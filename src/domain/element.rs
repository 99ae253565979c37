//! Architecture elements: the node variants of a model tree and their decorations.

use std::collections::BTreeMap;
use std::fmt;

use itertools::Itertools;

/// Position of an element relative to the enterprise boundary.
#[derive(Debug, Clone, Copy, Default, PartialEq, Eq, Hash)]
pub enum Location {
    #[default]
    Unspecified,
    Internal,
    External,
}

/// Organisational boundary drawn around internal elements.
#[derive(Debug, Clone, PartialEq, Eq)]
pub struct Enterprise {
    pub name: String,
}

/// Root of a model: name, description, version and the enterprise marker.
#[derive(Debug, Clone, Default, PartialEq, Eq)]
pub struct WorkspaceData {
    pub name: String,
    pub description: String,
    pub version: Option<String>,
    pub enterprise: Option<Enterprise>,
}

impl WorkspaceData {
    pub fn new(name: impl Into<String>, description: impl Into<String>) -> Self {
        Self {
            name: name.into(),
            description: description.into(),
            ..Self::default()
        }
    }
}

/// Decorations shared by every person, system, container, component and
/// deployment element.
#[derive(Debug, Clone, Default, PartialEq, Eq)]
pub struct ElementData {
    /// Element name; for container instances the name of the container
    pub name: String,
    pub description: Option<String>,
    /// Tags in call order, duplicates kept
    pub tags: Vec<String>,
    pub url: Option<String>,
    pub location: Location,
    /// Created by the first `properties` call
    pub properties: Option<BTreeMap<String, String>>,
}

impl ElementData {
    pub fn new(name: impl Into<String>) -> Self {
        Self {
            name: name.into(),
            ..Self::default()
        }
    }

    /// Tags in their comma-joined form.
    pub fn tags_joined(&self) -> String {
        self.tags.iter().join(",")
    }
}

/// Health check attached to a container instance.
#[derive(Debug, Clone, Default, PartialEq, Eq)]
pub struct HealthCheckData {
    pub name: String,
    pub url: Option<String>,
}

/// Discriminant of [`Node`], used for parent checks and messages.
#[derive(Debug, Clone, Copy, PartialEq, Eq, Hash)]
pub enum ElementKind {
    Workspace,
    Person,
    SoftwareSystem,
    Container,
    Component,
    DeploymentNode,
    InfrastructureNode,
    ContainerInstance,
    HealthCheck,
}

impl ElementKind {
    /// Kinds under which an element of this kind may be declared.
    pub fn allowed_parents(self) -> &'static [ElementKind] {
        use ElementKind::*;
        match self {
            Workspace => &[],
            Person | SoftwareSystem => &[Workspace],
            Container => &[SoftwareSystem],
            Component => &[Container],
            DeploymentNode => &[Workspace, DeploymentNode],
            InfrastructureNode | ContainerInstance => &[DeploymentNode],
            HealthCheck => &[ContainerInstance],
        }
    }

    pub fn can_nest_in(self, parent: ElementKind) -> bool {
        self.allowed_parents().contains(&parent)
    }
}

impl fmt::Display for ElementKind {
    fn fmt(&self, f: &mut fmt::Formatter<'_>) -> fmt::Result {
        let label = match self {
            ElementKind::Workspace => "workspace",
            ElementKind::Person => "person",
            ElementKind::SoftwareSystem => "software system",
            ElementKind::Container => "container",
            ElementKind::Component => "component",
            ElementKind::DeploymentNode => "deployment node",
            ElementKind::InfrastructureNode => "infrastructure node",
            ElementKind::ContainerInstance => "container instance",
            ElementKind::HealthCheck => "health check",
        };
        f.write_str(label)
    }
}

/// A node of the architecture tree.
///
/// The accessors below are the capability table: each returns `Some` only
/// for the variants on which the attribute is legal. They match exhaustively
/// so that adding a variant forces a decision for every attribute.
#[derive(Debug, Clone, PartialEq, Eq)]
pub enum Node {
    Workspace(WorkspaceData),
    Person(ElementData),
    SoftwareSystem(ElementData),
    Container(ElementData),
    Component(ElementData),
    DeploymentNode(ElementData),
    InfrastructureNode(ElementData),
    ContainerInstance(ElementData),
    HealthCheck(HealthCheckData),
}

impl Node {
    /// Creates an element of the given kind with default decorations.
    ///
    /// Returns `None` for [`ElementKind::Workspace`], which is only built by
    /// the workspace constructor.
    pub fn element(kind: ElementKind, name: impl Into<String>) -> Option<Self> {
        let data = ElementData::new(name);
        let node = match kind {
            ElementKind::Workspace => return None,
            ElementKind::Person => Node::Person(data),
            ElementKind::SoftwareSystem => Node::SoftwareSystem(data),
            ElementKind::Container => Node::Container(data),
            ElementKind::Component => Node::Component(data),
            ElementKind::DeploymentNode => Node::DeploymentNode(data),
            ElementKind::InfrastructureNode => Node::InfrastructureNode(data),
            ElementKind::ContainerInstance => Node::ContainerInstance(data),
            ElementKind::HealthCheck => Node::HealthCheck(HealthCheckData {
                name: data.name,
                url: None,
            }),
        };
        Some(node)
    }

    pub fn kind(&self) -> ElementKind {
        match self {
            Node::Workspace(_) => ElementKind::Workspace,
            Node::Person(_) => ElementKind::Person,
            Node::SoftwareSystem(_) => ElementKind::SoftwareSystem,
            Node::Container(_) => ElementKind::Container,
            Node::Component(_) => ElementKind::Component,
            Node::DeploymentNode(_) => ElementKind::DeploymentNode,
            Node::InfrastructureNode(_) => ElementKind::InfrastructureNode,
            Node::ContainerInstance(_) => ElementKind::ContainerInstance,
            Node::HealthCheck(_) => ElementKind::HealthCheck,
        }
    }

    pub fn name(&self) -> &str {
        match self {
            Node::Workspace(w) => &w.name,
            Node::HealthCheck(h) => &h.name,
            Node::Person(e)
            | Node::SoftwareSystem(e)
            | Node::Container(e)
            | Node::Component(e)
            | Node::DeploymentNode(e)
            | Node::InfrastructureNode(e)
            | Node::ContainerInstance(e) => &e.name,
        }
    }

    /// Shared decorations, absent on workspace and health check.
    pub fn element_data(&self) -> Option<&ElementData> {
        match self {
            Node::Workspace(_) | Node::HealthCheck(_) => None,
            Node::Person(e)
            | Node::SoftwareSystem(e)
            | Node::Container(e)
            | Node::Component(e)
            | Node::DeploymentNode(e)
            | Node::InfrastructureNode(e)
            | Node::ContainerInstance(e) => Some(e),
        }
    }

    pub fn as_workspace(&self) -> Option<&WorkspaceData> {
        match self {
            Node::Workspace(w) => Some(w),
            _ => None,
        }
    }

    pub fn as_workspace_mut(&mut self) -> Option<&mut WorkspaceData> {
        match self {
            Node::Workspace(w) => Some(w),
            _ => None,
        }
    }

    pub fn tags(&self) -> &[String] {
        self.element_data().map_or(&[], |e| e.tags.as_slice())
    }

    pub fn url(&self) -> Option<&str> {
        match self {
            Node::HealthCheck(h) => h.url.as_deref(),
            _ => self.element_data().and_then(|e| e.url.as_deref()),
        }
    }

    pub fn location(&self) -> Location {
        self.element_data().map_or(Location::Unspecified, |e| e.location)
    }

    pub fn properties(&self) -> Option<&BTreeMap<String, String>> {
        self.element_data().and_then(|e| e.properties.as_ref())
    }

    pub fn tags_mut(&mut self) -> Option<&mut Vec<String>> {
        match self {
            Node::Person(e)
            | Node::SoftwareSystem(e)
            | Node::Container(e)
            | Node::Component(e)
            | Node::DeploymentNode(e)
            | Node::InfrastructureNode(e)
            | Node::ContainerInstance(e) => Some(&mut e.tags),
            Node::Workspace(_) | Node::HealthCheck(_) => None,
        }
    }

    pub fn url_mut(&mut self) -> Option<&mut Option<String>> {
        match self {
            Node::Person(e)
            | Node::SoftwareSystem(e)
            | Node::Container(e)
            | Node::Component(e)
            | Node::DeploymentNode(e)
            | Node::InfrastructureNode(e) => Some(&mut e.url),
            Node::HealthCheck(h) => Some(&mut h.url),
            Node::Workspace(_) | Node::ContainerInstance(_) => None,
        }
    }

    pub fn location_mut(&mut self) -> Option<&mut Location> {
        match self {
            Node::Person(e) | Node::SoftwareSystem(e) => Some(&mut e.location),
            Node::Workspace(_)
            | Node::Container(_)
            | Node::Component(_)
            | Node::DeploymentNode(_)
            | Node::InfrastructureNode(_)
            | Node::ContainerInstance(_)
            | Node::HealthCheck(_) => None,
        }
    }

    pub fn properties_mut(&mut self) -> Option<&mut Option<BTreeMap<String, String>>> {
        match self {
            Node::Person(e)
            | Node::SoftwareSystem(e)
            | Node::Container(e)
            | Node::Component(e)
            | Node::DeploymentNode(e)
            | Node::InfrastructureNode(e)
            | Node::ContainerInstance(e) => Some(&mut e.properties),
            Node::Workspace(_) | Node::HealthCheck(_) => None,
        }
    }

    pub fn description_mut(&mut self) -> Option<&mut Option<String>> {
        match self {
            Node::Person(e)
            | Node::SoftwareSystem(e)
            | Node::Container(e)
            | Node::Component(e)
            | Node::DeploymentNode(e)
            | Node::InfrastructureNode(e) => Some(&mut e.description),
            Node::Workspace(_) | Node::ContainerInstance(_) | Node::HealthCheck(_) => None,
        }
    }
}

impl fmt::Display for Node {
    fn fmt(&self, f: &mut fmt::Formatter<'_>) -> fmt::Result {
        write!(f, "{} {:?}", self.kind(), self.name())
    }
}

━━━━━━━━━━━━━━━━━━━━━━━━━━━━━━

▶ _Your instructions_: Give back exactly the lines of the listing above that run from the line with "use std::collections::BTreeMap;" to the line with "checks and messages.", inclusive.

▶ _Solution below_:
use std::collections::BTreeMap;
use std::fmt;

use itertools::Itertools;

/// Position of an element relative to the enterprise boundary.
#[derive(Debug, Clone, Copy, Default, PartialEq, Eq, Hash)]
pub enum Location {
    #[default]
    Unspecified,
    Internal,
    External,
}

/// Organisational boundary drawn around internal elements.
#[derive(Debug, Clone, PartialEq, Eq)]
pub struct Enterprise {
    pub name: String,
}

/// Root of a model: name, description, version and the enterprise marker.
#[derive(Debug, Clone, Default, PartialEq, Eq)]
pub struct WorkspaceData {
    pub name: String,
    pub description: String,
    pub version: Option<String>,
    pub enterprise: Option<Enterprise>,
}

impl WorkspaceData {
    pub fn new(name: impl Into<String>, description: impl Into<String>) -> Self {
        Self {
            name: name.into(),
            description: description.into(),
            ..Self::default()
        }
    }
}

/// Decorations shared by every person, system, container, component and
/// deployment element.
#[derive(Debug, Clone, Default, PartialEq, Eq)]
pub struct ElementData {
    /// Element name; for container instances the name of the container
    pub name: String,
    pub description: Option<String>,
    /// Tags in call order, duplicates kept
    pub tags: Vec<String>,
    pub url: Option<String>,
    pub location: Location,
    /// Created by the first `properties` call
    pub properties: Option<BTreeMap<String, String>>,
}

impl ElementData {
    pub fn new(name: impl Into<String>) -> Self {
        Self {
            name: name.into(),
            ..Self::default()
        }
    }

    /// Tags in their comma-joined form.
    pub fn tags_joined(&self) -> String {
        self.tags.iter().join(",")
    }
}

/// Health check attached to a container instance.
#[derive(Debug, Clone, Default, PartialEq, Eq)]
pub struct HealthCheckData {
    pub name: String,
    pub url: Option<String>,
}

/// Discriminant of [`Node`], used for parent checks and messages.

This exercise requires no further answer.